Margolies had four children — two sons, Hyman and Samuel, and two daughters, Ida Newman and Etta Schlang.

Etta, or Hadas in Hebrew, married Isadore Schlang and was the mother of the future Rebbetzin Gerdie Lookstein. She died in 1932.

Samuel Margolies, or Shlomo Zalman in Hebrew (1877-1917), followed his father into the rabbinate. He was the rabbi of Congregation Anshe Emeth in Cleveland, Ohio from 1904 to 1917, when he died in a car accident. During his time there, he founded, led, and promoted many Orthodox institutions, including the Union of Jewish Organizations, the Cleveland Kehillah, the Hebrew Institute, a kosher kitchen at Mount Sinai Hospital, the Yiddishe Velt newspaper, and Talmud Torah schools. He and his wife Rena Franks Margolies had two sons, Asher and Daniel. Architectural and art critic John Margolies was Asher's son.

=== Legacy ===
Margolies died at age 85 on August 25, 1936 at the Carlton Hotel in Belmar, New Jersey, with his wife and remaining two children at his bedside. Margolies had been the oldest living rabbi in America. He had been stricken with pneumonia a week before his death. Funeral ceremonies were to be held the following day at Congregation Kehilath Jeshurun.
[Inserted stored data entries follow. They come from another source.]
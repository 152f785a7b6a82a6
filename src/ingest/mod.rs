// src/ingest/mod.rs
pub mod error;
pub mod http;
pub mod providers;
pub mod rss;
pub mod types;

pub use error::FetchError;
pub use types::{
    Capability, FeedDigest, FeedEntry, GeoPoint, ItemLimits, PortScan, Provider, ProviderInput,
    ProviderOutput, ProviderPayload, ProviderStatus, Requirement, ServiceEntry, SourceId,
    TextItem, Variant, WhoisInfo,
};

/// Normalize a display string: `clean_text` plus trailing punctuation stripped.
pub fn normalize_text(s: &str) -> String {
    let mut out = clean_text(s);
    while let Some(last) = out.chars().last() {
        if matches!(last, '!' | '?' | '.' | ',') {
            out.pop();
        } else {
            break;
        }
    }
    out
}

/// Text handed to scorers: decoded, tag-free, whitespace collapsed.
/// Punctuation is kept; exclamation marks carry weight in scoring.
pub fn clean_text(s: &str) -> String {
    // 1) HTML entity decode
    let mut out = html_escape::decode_html_entities(s).to_string();

    // 2) Strip HTML tags
    static RE_TAGS: once_cell::sync::OnceCell<regex::Regex> = once_cell::sync::OnceCell::new();
    let re_tags = RE_TAGS.get_or_init(|| regex::Regex::new(r"(?is)</?[^>]+>").unwrap());
    out = re_tags.replace_all(&out, " ").to_string();

    // 3) Normalize “ ” ‘ ’ « » to ASCII quotes
    out = out
        .replace(['\u{201C}', '\u{201D}', '\u{00AB}', '\u{00BB}'], "\"")
        .replace(['\u{2018}', '\u{2019}'], "'");

    // 4) Collapse whitespace
    static RE_WS: once_cell::sync::OnceCell<regex::Regex> = once_cell::sync::OnceCell::new();
    let re_ws = RE_WS.get_or_init(|| regex::Regex::new(r"\s+").unwrap());
    out = re_ws.replace_all(&out, " ").to_string();
    out = out.trim().to_string();

    // 5) Length cap: 1500 chars
    if out.chars().count() > 1500 {
        out = out.chars().take(1500).collect();
    }

    out
}

/// Join a headline and its body into one scorable text.
pub fn scoring_text(title: &str, body: &str) -> String {
    let title = clean_text(title);
    let body = clean_text(body);
    match (title.is_empty(), body.is_empty()) {
        (_, true) => title,
        (true, false) => body,
        _ if title.ends_with(['.', '!', '?']) => format!("{title} {body}"),
        _ => format!("{title}. {body}"),
    }
}
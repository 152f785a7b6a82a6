//! The adapter boundary: turns one adapter call into exactly one classified
//! `ProviderResult`, whatever the adapter does (fails, hangs or panics).

use std::any::Any;
use std::panic::{self, AssertUnwindSafe};
use std::sync::Arc;
use std::time::Instant;

use metrics::{counter, histogram};

use crate::aggregate::clock::Clock;
use crate::aggregate::record::ProviderResult;
use crate::ingest::types::{Capability, Provider, ProviderInput, Requirement, TextItem};
use crate::metrics::ensure_metrics_described;

pub const NO_ADDRESS: &str = "no resolvable address";

/// Run one adapter in its own task under its own timeout.
///
/// Text items are only returned for `ok` outcomes and are re-stamped with the
/// adapter's source id.
pub async fn run_provider(
    provider: Arc<dyn Provider>,
    input: ProviderInput,
    clock: Arc<dyn Clock>,
) -> (ProviderResult, Vec<TextItem>) {
    ensure_metrics_described();
    let id = provider.source_id();

    // Adapter code runs outside the task here too; a panic must not escape.
    let contract = panic::catch_unwind(AssertUnwindSafe(|| {
        (provider.capability(), provider.requirement(), provider.timeout())
    }));
    let (capability, requirement, limit) = match contract {
        Ok(contract) => contract,
        Err(payload) => {
            let detail = format!("adapter panicked: {}", panic_message(payload));
            return finish(ProviderResult::error(id, detail, clock.now()), Vec::new(), None);
        }
    };

    if let Capability::Missing(reason) = capability {
        tracing::debug!(source = %id, %reason, "provider unavailable");
        return finish(ProviderResult::unavailable(id, reason, clock.now()), Vec::new(), None);
    }
    if requirement == Requirement::ResolvedAddress && input.address().is_none() {
        tracing::debug!(source = %id, "provider skipped: target did not resolve");
        return finish(ProviderResult::unavailable(id, NO_ADDRESS, clock.now()), Vec::new(), None);
    }

    let started = Instant::now();
    let task_provider = Arc::clone(&provider);
    let mut task = tokio::spawn(async move { task_provider.fetch(&input).await });

    let (result, items) = match tokio::time::timeout(limit, &mut task).await {
        Ok(Ok(Ok(output))) => {
            let mut items = output.text_items;
            for item in &mut items {
                item.source_id = id;
            }
            (ProviderResult::ok(id, output.payload, clock.now()), items)
        }
        Ok(Ok(Err(e))) => (ProviderResult::error(id, e.to_string(), clock.now()), Vec::new()),
        Ok(Err(join)) if join.is_panic() => {
            let detail = format!("adapter panicked: {}", panic_message(join.into_panic()));
            (ProviderResult::error(id, detail, clock.now()), Vec::new())
        }
        Ok(Err(_)) => (
            ProviderResult::error(id, "adapter task was cancelled", clock.now()),
            Vec::new(),
        ),
        Err(_) => {
            // Whatever the task produces from here on is dropped with it.
            task.abort();
            let detail = format!("no response within {} ms", limit.as_millis());
            (ProviderResult::timeout(id, detail, clock.now()), Vec::new())
        }
    };

    finish(result, items, Some(started.elapsed().as_secs_f64() * 1000.0))
}

fn finish(
    result: ProviderResult,
    items: Vec<TextItem>,
    elapsed_ms: Option<f64>,
) -> (ProviderResult, Vec<TextItem>) {
    let source = result.source_id().as_str();
    let status = result.status().as_str();
    counter!("provider_results_total", "source" => source, "status" => status).increment(1);
    if let Some(ms) = elapsed_ms {
        histogram!("provider_fetch_ms", "source" => source).record(ms);
    }

    if result.is_ok() {
        tracing::info!(source, status, elapsed_ms, items = items.len(), "provider finished");
    } else {
        tracing::warn!(
            source,
            status,
            elapsed_ms,
            detail = result.error_detail().unwrap_or_default(),
            "provider finished without data"
        );
    }
    (result, items)
}

fn panic_message(payload: Box<dyn Any + Send>) -> String {
    if let Some(s) = payload.downcast_ref::<&str>() {
        (*s).to_string()
    } else if let Some(s) = payload.downcast_ref::<String>() {
        s.clone()
    } else {
        "unknown panic".to_string()
    }
}
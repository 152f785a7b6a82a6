//! OSINT aggregation service: binary entrypoint
//! Boots the Axum HTTP server with the aggregator built from config.

use osint_aggregator::{api, config::OsintConfig, init_tracing, metrics::Metrics, Aggregator};
use shuttle_axum::ShuttleAxum;

#[shuttle_runtime::main]
async fn axum() -> ShuttleAxum {
    // Load .env in local/dev; no-op in prod environments.
    // This makes SHODAN_API_KEY / REDDIT_* visible to the "ENV" credentials.
    let _ = dotenvy::dotenv();

    init_tracing();

    let cfg = OsintConfig::load_default()?;
    let aggregator = Aggregator::from_config(&cfg)?;
    tracing::info!(
        sources = ?aggregator.sources().collect::<Vec<_>>(),
        feeds = cfg.rss_feeds.len(),
        "aggregator ready"
    );

    let mut router = api::router(api::AppState::new(aggregator));
    match Metrics::init() {
        Ok(metrics) => router = router.merge(metrics.router()),
        Err(e) => tracing::warn!(error = %e, "metrics disabled"),
    }

    Ok(router.into())
}
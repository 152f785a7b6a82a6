//! Sentiment scorers.
//!
//! Every scorer maps a text to a compound score in [-1, 1] and classifies it
//! with its own fixed band: `compound >= band` is positive, `compound <= -band`
//! is negative, anything in between is neutral. Several scorers run over the
//! same item and their results are kept side by side.
//!
//! Empty text or a non-finite score never fails a batch; it degrades to
//! `neutral, 0.0` with `degraded = true`.

pub mod lexicon;
pub mod rules;

use once_cell::sync::Lazy;
use serde::{Deserialize, Serialize};
use std::collections::HashMap;
use std::sync::Arc;

pub use lexicon::LexiconScorer;
pub use rules::RuleScorer;

/// Word valences on the -4..=4 scale.
static LEXICON: Lazy<HashMap<String, i32>> = Lazy::new(|| {
    let raw = include_str!("../../sentiment_lexicon.json");
    serde_json::from_str::<HashMap<String, i32>>(raw).unwrap_or_else(|e| {
        tracing::error!(error = %e, "sentiment lexicon failed to parse; scoring will be neutral");
        HashMap::new()
    })
});

/// Lexicon valence for a lower-cased word (0 if unknown).
#[inline]
pub(crate) fn valence(word: &str) -> i32 {
    *LEXICON.get(word).unwrap_or(&0)
}

#[derive(Debug, Clone, Copy, PartialEq, Eq, Hash, Serialize, Deserialize)]
#[serde(rename_all = "lowercase")]
pub enum Polarity {
    Positive,
    Negative,
    Neutral,
}

impl Polarity {
    pub fn as_str(self) -> &'static str {
        match self {
            Polarity::Positive => "positive",
            Polarity::Negative => "negative",
            Polarity::Neutral => "neutral",
        }
    }
}

#[derive(Debug, Clone, PartialEq, Serialize, Deserialize)]
pub struct SentimentScore {
    pub method: String,
    pub polarity: Polarity,
    pub compound: f64,
    #[serde(default, skip_serializing_if = "std::ops::Not::not")]
    pub degraded: bool,
}

impl SentimentScore {
    pub fn degraded(method: &str) -> Self {
        Self {
            method: method.to_string(),
            polarity: Polarity::Neutral,
            compound: 0.0,
            degraded: true,
        }
    }
}

/// Fixed-band classification of a compound score.
pub fn classify(compound: f64, band: f64) -> Polarity {
    if compound >= band {
        Polarity::Positive
    } else if compound <= -band {
        Polarity::Negative
    } else {
        Polarity::Neutral
    }
}

pub trait Scorer: Send + Sync {
    /// Stable method name used as a key in summaries.
    fn method(&self) -> &'static str;

    /// Half-width of the neutral band.
    fn band(&self) -> f64;

    /// Raw compound in [-1, 1]; `None` when the text cannot be scored.
    fn compound(&self, text: &str) -> Option<f64>;

    fn score(&self, text: &str) -> SentimentScore {
        if text.trim().is_empty() {
            return SentimentScore::degraded(self.method());
        }
        match self.compound(text) {
            Some(c) if c.is_finite() => {
                let compound = c.clamp(-1.0, 1.0);
                SentimentScore {
                    method: self.method().to_string(),
                    polarity: classify(compound, self.band()),
                    compound,
                    degraded: false,
                }
            }
            _ => SentimentScore::degraded(self.method()),
        }
    }
}

/// The two built-in methods, lexicon first.
pub fn default_scorers() -> Vec<Arc<dyn Scorer>> {
    vec![Arc::new(LexiconScorer::new()), Arc::new(RuleScorer::new())]
}

/// Tokens keep apostrophes so contractions like "isn't" survive.
pub(crate) fn tokenize(s: &str) -> impl Iterator<Item = &str> + '_ {
    s.split(|c: char| !(c.is_alphanumeric() || c == '\''))
        .map(|t| t.trim_matches('\''))
        .filter(|t| !t.is_empty())
}

pub(crate) fn is_negator(tok: &str) -> bool {
    matches!(
        tok,
        "not"
            | "no"
            | "never"
            | "nor"
            | "neither"
            | "nothing"
            | "without"
            | "cannot"
            | "isn't"
            | "wasn't"
            | "aren't"
            | "weren't"
            | "won't"
            | "can't"
            | "don't"
            | "doesn't"
            | "didn't"
            | "shouldn't"
            | "couldn't"
            | "wouldn't"
    )
}
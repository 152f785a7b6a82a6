// src/ingest/providers/google_news.rs
use std::time::Duration;

use async_trait::async_trait;

use crate::config::OsintConfig;
use crate::ingest::error::FetchError;
use crate::ingest::http::read_text;
use crate::ingest::rss::parse_feed;
use crate::ingest::types::{
    FeedDigest, Provider, ProviderInput, ProviderOutput, ProviderPayload, SourceId,
};

/// Items on one Google News result page.
pub const NEWS_PAGE_SIZE: usize = 10;

/// Keyword search over the Google News RSS endpoint.
pub struct GoogleNewsProvider {
    client: reqwest::Client,
    base: String,
    limit: usize,
    timeout: Duration,
}

impl GoogleNewsProvider {
    pub fn from_config(cfg: &OsintConfig, client: reqwest::Client) -> Self {
        Self {
            client,
            base: cfg.endpoints.google_news_base.clone(),
            limit: cfg.limits.news_limit,
            timeout: cfg.timeouts.for_source(SourceId::News),
        }
    }
}

/// Parse a search result feed, keeping at most `limit` entries.
pub fn parse_news(xml: &str, limit: usize) -> Result<ProviderOutput, FetchError> {
    let (entries, text_items): (Vec<_>, Vec<_>) = parse_feed(xml)?
        .into_iter()
        .take(limit)
        .map(|e| e.into_parts(SourceId::News))
        .unzip();
    Ok(ProviderOutput {
        payload: ProviderPayload::Feed(FeedDigest::from_entries(entries)),
        text_items,
    })
}

#[async_trait]
impl Provider for GoogleNewsProvider {
    fn source_id(&self) -> SourceId {
        SourceId::News
    }

    fn timeout(&self) -> Duration {
        self.timeout
    }

    async fn fetch(&self, input: &ProviderInput) -> Result<ProviderOutput, FetchError> {
        let keyword = input.require_keyword()?;
        let resp = self
            .client
            .get(format!("{}/rss/search", self.base))
            .query(&[
                ("q", keyword),
                ("hl", "en-US"),
                ("gl", "US"),
                ("ceid", "US:en"),
            ])
            .send()
            .await?;
        let xml = read_text(resp).await?;
        parse_news(&xml, input.limit_for(SourceId::News, self.limit))
    }
}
His daughter Etta's son-in-law, Rabbi Joseph Lookstein, had served as assistant rabbi at the congregation since receiving his rabbinical ordination in 1926, and had filled in for Margolies during his prolonged illness. Lookstein became the congregation's senior rabbi following the death of Margolies.

Lookstein founded the Ramaz School in 1937, which was named in honor of Margolies, known by the acronym of "Rabbi Moshe Zevulun." Lookstein's son Haskel Lookstein, was a member of the school's inaugural class of six students. The Ramaz School had an enrollment of approximately 750 students in 1990, which had grown to 1,100 students in elementary through high school by 2007.